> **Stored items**
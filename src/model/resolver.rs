//! Typed resolution of raw nodes into domain facades

use std::collections::HashMap;
use std::fmt;
use serde::Serialize;
use crate::{Error, Result};
use crate::graph::NodePath;
use crate::lexicon::{dv, sql, vdb};
use crate::uow::{UnitOfWork, UowId};
use super::facades::{Connection, Dataservice, Model, ModelSource, ObjectRef, Schema, Statement, Vdb};

/// The closed set of domain variants
#[derive(Debug, Clone, Copy, PartialEq, Eq, Hash, Serialize)]
#[serde(rename_all = "snake_case")]
pub enum DomainKind {
    Dataservice,
    Vdb,
    Model,
    ModelSource,
    Connection,
    Schema,
    Statement,
}

impl DomainKind {
    pub const ALL: [DomainKind; 7] = [
        DomainKind::Dataservice,
        DomainKind::Vdb,
        DomainKind::Model,
        DomainKind::ModelSource,
        DomainKind::Connection,
        DomainKind::Schema,
        DomainKind::Statement,
    ];

    pub fn as_str(&self) -> &'static str {
        match self {
            DomainKind::Dataservice => "dataservice",
            DomainKind::Vdb => "vdb",
            DomainKind::Model => "model",
            DomainKind::ModelSource => "model_source",
            DomainKind::Connection => "connection",
            DomainKind::Schema => "schema",
            DomainKind::Statement => "statement",
        }
    }

    /// Node types the built-in resolver for this kind claims
    pub fn node_types(&self) -> &'static [&'static str] {
        match self {
            DomainKind::Dataservice => &[dv::DATASERVICE],
            DomainKind::Vdb => &[vdb::VIRTUAL_DATABASE],
            DomainKind::Model => &[vdb::MODEL],
            DomainKind::ModelSource => &[vdb::MODEL_SOURCE],
            DomainKind::Connection => &[dv::CONNECTION],
            DomainKind::Schema => &[dv::SCHEMA],
            DomainKind::Statement => sql::COMMAND_TYPES,
        }
    }

    fn construct(&self) -> fn(ObjectRef) -> DomainObject {
        match self {
            DomainKind::Dataservice => |o| DomainObject::Dataservice(Dataservice::new(o)),
            DomainKind::Vdb => |o| DomainObject::Vdb(Vdb::new(o)),
            DomainKind::Model => |o| DomainObject::Model(Model::new(o)),
            DomainKind::ModelSource => |o| DomainObject::ModelSource(ModelSource::new(o)),
            DomainKind::Connection => |o| DomainObject::Connection(Connection::new(o)),
            DomainKind::Schema => |o| DomainObject::Schema(Schema::new(o)),
            DomainKind::Statement => |o| DomainObject::Statement(Statement::new(o)),
        }
    }
}

impl fmt::Display for DomainKind {
    fn fmt(&self, f: &mut fmt::Formatter<'_>) -> fmt::Result {
        write!(f, "{}", self.as_str())
    }
}

/// A resolved node, typed as one domain variant
#[derive(Debug, Clone, PartialEq, Eq)]
pub enum DomainObject {
    Dataservice(Dataservice),
    Vdb(Vdb),
    Model(Model),
    ModelSource(ModelSource),
    Connection(Connection),
    Schema(Schema),
    Statement(Statement),
}

impl DomainObject {
    pub fn kind(&self) -> DomainKind {
        match self {
            DomainObject::Dataservice(_) => DomainKind::Dataservice,
            DomainObject::Vdb(_) => DomainKind::Vdb,
            DomainObject::Model(_) => DomainKind::Model,
            DomainObject::ModelSource(_) => DomainKind::ModelSource,
            DomainObject::Connection(_) => DomainKind::Connection,
            DomainObject::Schema(_) => DomainKind::Schema,
            DomainObject::Statement(_) => DomainKind::Statement,
        }
    }

    pub(crate) fn object(&self) -> &ObjectRef {
        match self {
            DomainObject::Dataservice(o) => o.object(),
            DomainObject::Vdb(o) => o.object(),
            DomainObject::Model(o) => o.object(),
            DomainObject::ModelSource(o) => o.object(),
            DomainObject::Connection(o) => o.object(),
            DomainObject::Schema(o) => o.object(),
            DomainObject::Statement(o) => o.object(),
        }
    }

    pub fn path(&self) -> &NodePath {
        self.object().path()
    }

    pub fn owner(&self) -> UowId {
        self.object().owner()
    }
}

/// Implemented by every facade so callers can ask for a specific variant
pub trait DomainType: Sized {
    const KIND: DomainKind;

    fn from_object(obj: DomainObject) -> Option<Self>;
}

macro_rules! domain_type {
    ($facade:ident) => {
        impl DomainType for $facade {
            const KIND: DomainKind = DomainKind::$facade;

            fn from_object(obj: DomainObject) -> Option<Self> {
                match obj {
                    DomainObject::$facade(inner) => Some(inner),
                    _ => None,
                }
            }
        }
    };
}

domain_type!(Dataservice);
domain_type!(Vdb);
domain_type!(Model);
domain_type!(ModelSource);
domain_type!(Connection);
domain_type!(Schema);
domain_type!(Statement);

/// One variant's resolution rule: the discriminators it claims and its constructor
#[derive(Clone)]
pub struct TypeResolver {
    kind: DomainKind,
    node_types: &'static [&'static str],
    construct: fn(ObjectRef) -> DomainObject,
}

impl TypeResolver {
    /// A resolver mapping extra discriminators onto an existing variant
    pub fn new(kind: DomainKind, node_types: &'static [&'static str]) -> Self {
        Self {
            kind,
            node_types,
            construct: kind.construct(),
        }
    }

    /// The built-in resolver for `kind`
    pub fn standard(kind: DomainKind) -> Self {
        Self::new(kind, kind.node_types())
    }

    pub fn kind(&self) -> DomainKind {
        self.kind
    }

    pub fn node_types(&self) -> &'static [&'static str] {
        self.node_types
    }

    fn claims(&self, node_type: &str) -> bool {
        self.node_types.contains(&node_type)
    }

    /// Whether the node's stored discriminator is one this resolver claims
    pub fn resolvable(&self, uow: &mut UnitOfWork, path: &NodePath) -> Result<bool> {
        Ok(uow.node_type(path)?.is_some_and(|t| self.claims(&t)))
    }

    /// Validate the stored discriminator and construct the facade
    pub fn resolve_path(&self, uow: &mut UnitOfWork, path: &NodePath) -> Result<DomainObject> {
        let actual = uow
            .node_type(path)?
            .ok_or_else(|| Error::NodeNotFound(path.to_string()))?;
        if !self.claims(&actual) {
            return Err(Error::TypeMismatch {
                path: path.to_string(),
                expected: self.node_types.join(" | "),
                actual,
            });
        }
        Ok((self.construct)(ObjectRef::new(path.clone(), uow.id())))
    }

    /// Re-cast an object already typed as this variant; otherwise validate and construct
    pub fn resolve(&self, uow: &mut UnitOfWork, obj: &DomainObject) -> Result<DomainObject> {
        if obj.kind() == self.kind && obj.owner() == uow.id() {
            uow.ensure_live()?;
            return Ok(obj.clone());
        }
        self.resolve_path(uow, obj.path())
    }
}

impl fmt::Debug for TypeResolver {
    fn fmt(&self, f: &mut fmt::Formatter<'_>) -> fmt::Result {
        f.debug_struct("TypeResolver")
            .field("kind", &self.kind)
            .field("node_types", &self.node_types)
            .finish()
    }
}

/// Resolve `path` as `T` with the built-in resolver
pub(crate) fn resolve_standard<T: DomainType>(uow: &mut UnitOfWork, path: &NodePath) -> Result<T> {
    let obj = TypeResolver::standard(T::KIND).resolve_path(uow, path)?;
    T::from_object(obj).ok_or_else(|| Error::TypeMismatch {
        path: path.to_string(),
        expected: T::KIND.to_string(),
        actual: "other variant".to_string(),
    })
}

/// Children of `parent` that resolve as `T`, in sibling order
pub(crate) fn typed_children<T: DomainType>(uow: &mut UnitOfWork, parent: &NodePath) -> Result<Vec<T>> {
    let resolver = TypeResolver::standard(T::KIND);
    let mut found = Vec::new();
    for child in uow.children(parent)? {
        if resolver.resolvable(uow, &child)? {
            found.extend(T::from_object(resolver.resolve_path(uow, &child)?));
        }
    }
    Ok(found)
}

/// Map from stored discriminator to the resolver that claims it, built at startup
#[derive(Debug, Clone)]
pub struct TypeRegistry {
    by_type: HashMap<&'static str, TypeResolver>,
}

impl Default for TypeRegistry {
    fn default() -> Self {
        Self::standard()
    }
}

impl TypeRegistry {
    pub fn empty() -> Self {
        Self {
            by_type: HashMap::new(),
        }
    }

    /// Every built-in variant
    pub fn standard() -> Self {
        let mut registry = Self::empty();
        for kind in DomainKind::ALL {
            registry.register(TypeResolver::standard(kind));
        }
        registry
    }

    /// Add a resolver; a discriminator claimed twice goes to the later resolver
    pub fn register(&mut self, resolver: TypeResolver) {
        for node_type in resolver.node_types() {
            self.by_type.insert(node_type, resolver.clone());
        }
    }

    pub fn resolver_for(&self, node_type: &str) -> Option<&TypeResolver> {
        self.by_type.get(node_type)
    }

    /// Discriminators with a resolver, sorted
    pub fn node_types(&self) -> Vec<&'static str> {
        let mut types: Vec<&'static str> = self.by_type.keys().copied().collect();
        types.sort_unstable();
        types
    }

    /// Typed facade for the node at `path`, or `None` when no variant claims its type
    pub fn resolve(&self, uow: &mut UnitOfWork, path: &NodePath) -> Result<Option<DomainObject>> {
        let node_type = uow
            .node_type(path)?
            .ok_or_else(|| Error::NodeNotFound(path.to_string()))?;
        match self.by_type.get(node_type.as_str()) {
            Some(resolver) => resolver.resolve_path(uow, path).map(Some),
            None => Ok(None),
        }
    }

    /// Resolve `path` as `T`, failing with `TypeMismatch` when its type belongs elsewhere
    pub fn resolve_as<T: DomainType>(&self, uow: &mut UnitOfWork, path: &NodePath) -> Result<T> {
        let node_type = uow
            .node_type(path)?
            .ok_or_else(|| Error::NodeNotFound(path.to_string()))?;
        let mismatch = || Error::TypeMismatch {
            path: path.to_string(),
            expected: T::KIND.to_string(),
            actual: node_type.clone(),
        };
        let resolver = self
            .by_type
            .get(node_type.as_str())
            .filter(|r| r.kind() == T::KIND)
            .ok_or_else(mismatch)?;
        let obj = resolver.resolve_path(uow, path)?;
        T::from_object(obj).ok_or_else(mismatch)
    }
}

#[cfg(test)]
mod tests {
    use super::*;
    use crate::graph::GraphStore;

    fn connection_node(uow: &mut UnitOfWork) -> NodePath {
        uow.create_node(&NodePath::root(), "pg1", dv::CONNECTION).unwrap()
    }

    #[test]
    fn test_resolves_by_stored_type() {
        let store = GraphStore::open_temporary().unwrap();
        let mut uow = store.begin("resolve").unwrap();
        let path = connection_node(&mut uow);

        let registry = TypeRegistry::standard();
        let obj = registry.resolve(&mut uow, &path).unwrap().unwrap();
        assert_eq!(obj.kind(), DomainKind::Connection);
        assert_eq!(obj.owner(), uow.id());
        assert!(registry.resolve_as::<Connection>(&mut uow, &path).is_ok());
        assert_eq!(registry.resolver_for(dv::CONNECTION).map(|r| r.kind()), Some(DomainKind::Connection));
        assert!(registry.resolver_for("sql:select").is_none());
    }

    #[test]
    fn test_mismatch_is_rejected() {
        let store = GraphStore::open_temporary().unwrap();
        let mut uow = store.begin("resolve").unwrap();
        let path = connection_node(&mut uow);

        let err = TypeRegistry::standard()
            .resolve_as::<Dataservice>(&mut uow, &path)
            .unwrap_err();
        assert!(matches!(err, Error::TypeMismatch { .. }));
        assert!(err.is_programming_error());

        let err = TypeResolver::standard(DomainKind::Vdb)
            .resolve_path(&mut uow, &path)
            .unwrap_err();
        assert!(matches!(err, Error::TypeMismatch { actual, .. } if actual == dv::CONNECTION));
    }

    #[test]
    fn test_unclaimed_type_resolves_to_none() {
        let store = GraphStore::open_temporary().unwrap();
        let mut uow = store.begin("resolve").unwrap();
        let path = uow.create_node(&NodePath::root(), "misc", "nt:unstructured").unwrap();
        assert!(TypeRegistry::standard().resolve(&mut uow, &path).unwrap().is_none());
    }

    #[test]
    fn test_fast_path_recasts_typed_object() {
        let store = GraphStore::open_temporary().unwrap();
        let mut uow = store.begin("resolve").unwrap();
        let path = connection_node(&mut uow);
        let resolver = TypeResolver::standard(DomainKind::Connection);
        let obj = resolver.resolve_path(&mut uow, &path).unwrap();

        // the fast path does not consult the stored type again
        uow.remove_node(&path).unwrap();
        let again = resolver.resolve(&mut uow, &obj).unwrap();
        assert_eq!(again, obj);

        // a different variant goes through validation
        let err = TypeResolver::standard(DomainKind::Schema).resolve(&mut uow, &obj).unwrap_err();
        assert!(matches!(err, Error::NodeNotFound(_)));
    }

    #[test]
    fn test_registered_discriminator_extends_variant() {
        let store = GraphStore::open_temporary().unwrap();
        let mut uow = store.begin("resolve").unwrap();
        let path = uow.create_node(&NodePath::root(), "merge", "acme:merge").unwrap();

        let mut registry = TypeRegistry::standard();
        assert!(registry.resolve(&mut uow, &path).unwrap().is_none());
        registry.register(TypeResolver::new(DomainKind::Statement, &["acme:merge"]));
        let obj = registry.resolve_as::<Statement>(&mut uow, &path).unwrap();
        assert_eq!(obj.path(), &path);
    }

    #[test]
    fn test_resolution_does_not_mutate() {
        let store = GraphStore::open_temporary().unwrap();
        let mut uow = store.begin("resolve").unwrap();
        let path = connection_node(&mut uow);
        uow.commit().unwrap();

        let mut reader = store.begin("read").unwrap();
        TypeRegistry::standard().resolve(&mut reader, &path).unwrap();
        let _ = TypeRegistry::standard().resolve_as::<Vdb>(&mut reader, &path);
        assert!(!reader.has_changes());
    }
}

> **Exercise instructions**
Your answer should be one number: the count of lines in the records above that contain "ObjectRef".

> **Exercise solution**
5